また米国は中国に対してだけでなく、グローバル貿易において長期にわたり赤字を抱えている。エール大学シニアフェローのスティーブン・ローチ氏は、「米国は100数ヶ国に対して貿易赤字だ。米国経済はサービス業が主体で、貯蓄が少なく、消費が多く、自国での生産だけでは国内の消費ニーズを満たせず、消費財を大量に輸入する必要がある。貿易赤字は実質的には米国が他国の余剰の貯蓄を利用して、自国の生産能力を上回る消費水準を維持していることにほかならない」との見方を示す。
▽中米貿易赤字で、米国は本当に損をしているのか?
専門家によれば、「事実として、米国は中国から低コストの労働集約型製品を大量に輸入することで、米国国民の消費コストを大幅に引き下げ、『消費の余剰』を増大させ、実際に米国の消費者の福祉を向上させており、マクロ的にも米国がインフレを抑制する上でプラスになっている」という。

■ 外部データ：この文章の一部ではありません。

//! The fixed 40 byte export directory record (`IMAGE_EXPORT_DIRECTORY`).

use crate::{
    file::io::{read_le_at, write_le_at},
    Result,
};

/// Size of the export directory record.
pub const EXPORT_DIRECTORY_SIZE: usize = 40;

/// Time stamp written into newly encoded directories.
pub const EXPORT_TIMESTAMP_SENTINEL: u32 = 0xFFFF_FFFF;

/// Header of the export data directory.
#[derive(Debug, Clone, Copy, PartialEq, Eq, Default)]
pub struct ExportDirectory {
    /// Reserved, zero
    pub export_flags: u32,
    /// Creation time stamp
    pub time_date_stamp: u32,
    /// Major version, informational
    pub major_version: u16,
    /// Minor version, informational
    pub minor_version: u16,
    /// RVA of the module name string
    pub name_rva: u32,
    /// Ordinal of the first address table entry
    pub ordinal_base: u32,
    /// Number of address table entries
    pub address_table_entries: u32,
    /// Number of name pointers, and of ordinal table entries
    pub number_of_name_pointers: u32,
    /// RVA of the export address table
    pub export_address_table_rva: u32,
    /// RVA of the name pointer table
    pub name_pointer_rva: u32,
    /// RVA of the ordinal table
    pub ordinal_table_rva: u32,
}

impl ExportDirectory {
    /// Decodes the record at `offset`.
    ///
    /// # Errors
    ///
    /// Returns [`crate::Error::OutOfBounds`] if the record does not fit into `data`.
    pub fn read(data: &[u8], offset: usize) -> Result<Self> {
        let mut cursor = offset;
        Ok(ExportDirectory {
            export_flags: read_le_at(data, &mut cursor)?,
            time_date_stamp: read_le_at(data, &mut cursor)?,
            major_version: read_le_at(data, &mut cursor)?,
            minor_version: read_le_at(data, &mut cursor)?,
            name_rva: read_le_at(data, &mut cursor)?,
            ordinal_base: read_le_at(data, &mut cursor)?,
            address_table_entries: read_le_at(data, &mut cursor)?,
            number_of_name_pointers: read_le_at(data, &mut cursor)?,
            export_address_table_rva: read_le_at(data, &mut cursor)?,
            name_pointer_rva: read_le_at(data, &mut cursor)?,
            ordinal_table_rva: read_le_at(data, &mut cursor)?,
        })
    }

    /// Encodes the record into `data`, which must hold at least [`EXPORT_DIRECTORY_SIZE`]
    /// bytes.
    ///
    /// # Errors
    ///
    /// Returns [`crate::Error::OutOfBounds`] if `data` is too short.
    pub fn write(&self, data: &mut [u8]) -> Result<()> {
        let mut cursor = 0;
        write_le_at(data, &mut cursor, self.export_flags)?;
        write_le_at(data, &mut cursor, self.time_date_stamp)?;
        write_le_at(data, &mut cursor, self.major_version)?;
        write_le_at(data, &mut cursor, self.minor_version)?;
        write_le_at(data, &mut cursor, self.name_rva)?;
        write_le_at(data, &mut cursor, self.ordinal_base)?;
        write_le_at(data, &mut cursor, self.address_table_entries)?;
        write_le_at(data, &mut cursor, self.number_of_name_pointers)?;
        write_le_at(data, &mut cursor, self.export_address_table_rva)?;
        write_le_at(data, &mut cursor, self.name_pointer_rva)?;
        write_le_at(data, &mut cursor, self.ordinal_table_rva)?;
        Ok(())
    }
}
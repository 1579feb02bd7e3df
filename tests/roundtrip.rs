//! Integration tests that write patched images to disk and read them back.
//!
//! The output is checked with goblin as an independent PE parser, so a layout mistake that
//! our own reader would tolerate still shows up here.

#[path = "../src/test/image.rs"]
mod image;

use std::io::Write;

use gpuhint::{
    exports::ExportTable,
    patcher::{self, PatchOptions, PatchOutcome, SymbolState, GPU_EXPORT_SYMBOLS},
    PeImage,
};
use image::{ExportSpec, ImageBuilder, TestExport};
use tempfile::NamedTempFile;

type TestResult = std::result::Result<(), Box<dyn std::error::Error>>;

/// Writes `data` to a fresh temporary file.
fn factory_image_file(
    data: &[u8],
) -> std::result::Result<NamedTempFile, Box<dyn std::error::Error>> {
    let mut file = NamedTempFile::new()?;
    file.write_all(data)?;
    file.flush()?;
    Ok(file)
}

#[test]
fn enable_in_place_and_reload() -> TestResult {
    let file = factory_image_file(&ImageBuilder::new().build())?;

    let mut image = PeImage::from_file(file.path())?;
    let options = PatchOptions::default().with_module_name("game.exe");
    patcher::apply(&mut image, &options, 1)?;
    image.write_to_file(file.path())?;

    let reloaded = PeImage::from_file(file.path())?;
    assert_eq!(reloaded.sections().len(), 3);
    for status in patcher::query(&reloaded, &options)? {
        assert_eq!(status.state, SymbolState::Value(1), "{}", status.name);
    }

    // disabling the patched file takes the in-place path
    let mut image = reloaded;
    let outcome = patcher::apply(&mut image, &options, 0)?;
    assert_eq!(outcome, PatchOutcome::Updated { symbols: 2 });
    image.write_to_file(file.path())?;

    let reloaded = PeImage::from_file(file.path())?;
    assert_eq!(reloaded.sections().len(), 3);
    for status in patcher::query(&reloaded, &options)? {
        assert_eq!(status.state, SymbolState::Value(0), "{}", status.name);
    }
    Ok(())
}

#[test]
fn patched_image_parses_with_goblin() -> TestResult {
    let data = ImageBuilder::new()
        .checksum(0x0001_2345)
        .exports(
            ExportSpec::new("game.exe")
                .export(TestExport::value(1, "GameEntry", 0x11))
                .export(TestExport::unnamed(2, 0x22)),
        )
        .build();
    let file = factory_image_file(&data)?;
    let output = NamedTempFile::new()?;

    let mut image = PeImage::from_file(file.path())?;
    let options = PatchOptions::default().with_module_name("game.exe");
    let PatchOutcome::SectionAdded { rva, .. } = patcher::apply(&mut image, &options, 1)? else {
        panic!("expected a new section");
    };
    image.write_to_file(output.path())?;

    let bytes = std::fs::read(output.path())?;
    let pe = goblin::pe::PE::parse(&bytes)?;
    let reloaded = PeImage::from_mem(bytes.clone())?;

    assert_eq!(pe.sections.len(), 4);
    let last = &pe.sections[3];
    assert_eq!(last.name()?, ".nvpatch");
    assert_eq!(last.virtual_address, rva);

    let optional = pe.header.optional_header.ok_or("missing optional header")?;
    assert_eq!(optional.windows_fields.check_sum, 0);
    assert!(optional.windows_fields.size_of_image >= last.virtual_address + last.virtual_size);

    assert_eq!(pe.name, Some("game.exe"));
    let exported: Vec<(&str, usize)> = pe
        .exports
        .iter()
        .filter_map(|export| export.name.map(|name| (name, export.rva)))
        .collect();
    assert_eq!(exported.len(), 3);
    assert!(exported.iter().any(|(name, _)| *name == "GameEntry"));
    for symbol in GPU_EXPORT_SYMBOLS {
        let (_, symbol_rva) = exported
            .iter()
            .find(|(name, _)| *name == symbol)
            .ok_or("symbol not exported")?;
        let symbol_rva = u32::try_from(*symbol_rva)?;
        assert!(last.virtual_address <= symbol_rva);
        assert_eq!(reloaded.read_u32_at_rva(symbol_rva)?, 1);
    }
    Ok(())
}

#[test]
fn module_name_defaults_to_file_name() -> TestResult {
    let file = factory_image_file(&ImageBuilder::new().build())?;
    let file_name = file
        .path()
        .file_name()
        .and_then(|name| name.to_str())
        .ok_or("temporary file has no name")?
        .to_string();

    let mut image = PeImage::from_file(file.path())?;
    assert_eq!(image.file_name(), Some(file_name.as_str()));
    patcher::apply(&mut image, &PatchOptions::default(), 1)?;

    let patched = PeImage::from_mem(image.serialize()?)?;
    assert_eq!(patched.file_name(), None);
    assert_eq!(ExportTable::parse(&patched)?.module_name(), file_name);
    Ok(())
}

#[test]
fn missing_file_is_a_file_error() {
    let result = PeImage::from_file(std::path::Path::new("does/not/exist.exe"));
    assert!(matches!(result, Err(gpuhint::Error::FileError(_))));
}
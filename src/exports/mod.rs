//! PE export directory decoding and encoding.
//!
//! An [`crate::exports::ExportTable`] is the editable form of an image's export data
//! directory. It is decoded once from the loaded image, changed through
//! [`crate::exports::ExportTable::add`], and encoded as a whole into a new section. The
//! existing directory bytes are never edited in place.
//!
//! Entries are indexed twice, by ordinal and by name. Both indices are only ever updated
//! together through `add`, which enforces that ordinals are unique and that names, where
//! present, are unique.
//!
//! # Encoded layout
//!
//! ```text
//! ExportDirectory                  40 bytes, written last
//! address table                    u32 per ordinal in [base, max], 0 for gaps
//! forwarder strings                "DLL.Symbol\0" for every forwarded entry
//! name strings                     ordinal order
//! module name
//! name pointer table               u32 per named entry, sorted by name
//! ordinal table                    u16 per named entry, same order
//! ```
//!
//! # Examples
//!
//! ```rust,no_run
//! use gpuhint::{exports::ExportTable, PeImage};
//! use std::path::Path;
//!
//! let image = PeImage::from_file(Path::new("game.exe"))?;
//! let exports = ExportTable::parse(&image)?;
//! for entry in exports.entries() {
//!     println!("{:>4} {:?} {:?}", entry.ordinal, entry.name, entry.target);
//! }
//! # Ok::<(), gpuhint::Error>(())
//! ```

mod directory;
mod reader;
mod writer;

pub use directory::{ExportDirectory, EXPORT_DIRECTORY_SIZE, EXPORT_TIMESTAMP_SENTINEL};

use std::collections::{BTreeMap, HashMap};

use crate::{Error, Result};

/// What an export resolves to.
#[derive(Debug, Clone, PartialEq, Eq, Hash)]
pub enum ExportTarget {
    /// RVA of the exported code or data.
    Address(u32),
    /// A `"DLL.Symbol"` or `"DLL.#ordinal"` forward to another module.
    Forwarder(String),
}

/// One exported symbol.
#[derive(Debug, Clone, PartialEq, Eq, Hash)]
pub struct ExportEntry {
    /// Export ordinal, unique within the table
    pub ordinal: u32,
    /// Export name, unique among named entries
    pub name: Option<String>,
    /// Resolution target
    pub target: ExportTarget,
}

impl ExportEntry {
    /// Creates a named export of an address.
    pub fn new(ordinal: u32, name: impl Into<String>, rva: u32) -> Self {
        ExportEntry {
            ordinal,
            name: Some(name.into()),
            target: ExportTarget::Address(rva),
        }
    }

    /// Returns the exported RVA, or `None` for forwarders.
    #[must_use]
    pub fn rva(&self) -> Option<u32> {
        match self.target {
            ExportTarget::Address(rva) => Some(rva),
            ExportTarget::Forwarder(_) => None,
        }
    }
}

/// Editable export table of one module.
#[derive(Debug, Clone, Default)]
pub struct ExportTable {
    module_name: String,
    ordinal_base: u32,
    by_ordinal: BTreeMap<u32, ExportEntry>,
    by_name: HashMap<String, u32>,
}

impl ExportTable {
    /// Creates an empty table with ordinal base 1.
    pub fn new(module_name: impl Into<String>) -> Self {
        ExportTable {
            module_name: module_name.into(),
            ordinal_base: 1,
            by_ordinal: BTreeMap::new(),
            by_name: HashMap::new(),
        }
    }

    /// Name of the exporting module, such as `"game.exe"`.
    #[must_use]
    pub fn module_name(&self) -> &str {
        &self.module_name
    }

    /// Replaces the module name.
    pub fn set_module_name(&mut self, name: impl Into<String>) {
        self.module_name = name.into();
    }

    /// Ordinal of the first address table slot.
    #[must_use]
    pub fn ordinal_base(&self) -> u32 {
        self.ordinal_base
    }

    /// Number of entries.
    #[must_use]
    pub fn len(&self) -> usize {
        self.by_ordinal.len()
    }

    /// Returns `true` if the table has no entries.
    #[must_use]
    pub fn is_empty(&self) -> bool {
        self.by_ordinal.is_empty()
    }

    /// Looks up an entry by name.
    #[must_use]
    pub fn by_name(&self, name: &str) -> Option<&ExportEntry> {
        self.by_name
            .get(name)
            .and_then(|ordinal| self.by_ordinal.get(ordinal))
    }

    /// Looks up an entry by ordinal.
    #[must_use]
    pub fn by_ordinal(&self, ordinal: u32) -> Option<&ExportEntry> {
        self.by_ordinal.get(&ordinal)
    }

    /// All entries in ascending ordinal order.
    pub fn entries(&self) -> impl Iterator<Item = &ExportEntry> {
        self.by_ordinal.values()
    }

    /// The ordinal a newly added entry should use: one past the highest ordinal in use,
    /// or 1 for an empty table.
    #[must_use]
    pub fn next_ordinal(&self) -> u32 {
        self.by_ordinal
            .last_key_value()
            .map_or(1, |(ordinal, _)| ordinal.saturating_add(1))
    }

    /// Adds an entry.
    ///
    /// # Errors
    ///
    /// Returns [`crate::Error::DuplicateExport`] if the ordinal, or the name when present,
    /// is already in use. The table is unchanged in that case.
    pub fn add(&mut self, entry: ExportEntry) -> Result<()> {
        let name_taken = entry
            .name
            .as_ref()
            .is_some_and(|name| self.by_name.contains_key(name));
        if name_taken || self.by_ordinal.contains_key(&entry.ordinal) {
            return Err(Error::DuplicateExport {
                ordinal: entry.ordinal,
                name: entry.name,
            });
        }

        if let Some(name) = &entry.name {
            self.by_name.insert(name.clone(), entry.ordinal);
        }
        self.by_ordinal.insert(entry.ordinal, entry);
        Ok(())
    }
}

商務部国際貿易経済協力研究院国際市場研究所の白明副所長は、「貿易の赤字と利益の赤字は別々のものであり、中米経済貿易協力において、米国は受益者であり、米国の消費者が享受するメリットは目に見えるし、手で触れることもできるものだ」と述べる。
商務部が発表した「中米経済貿易関係に関する研究報告」によると、グローバルバリューチェーンの中で、貿易の黒字は中国に生じているが、利益の黒字は米国にあり、全体として中米双方は相互利益・ウィンウィンの関係にある。中国側の統計では、2017年の中国の貨物貿易の黒字のうち57%は外資系企業によるもので、59%は加工貿易によっていた。中国は加工貿易の中からわずかな加工賃を受け取るだけだが、米国は設計、部品の提供、営業販売などの各段階で巨額の利益を得ているという。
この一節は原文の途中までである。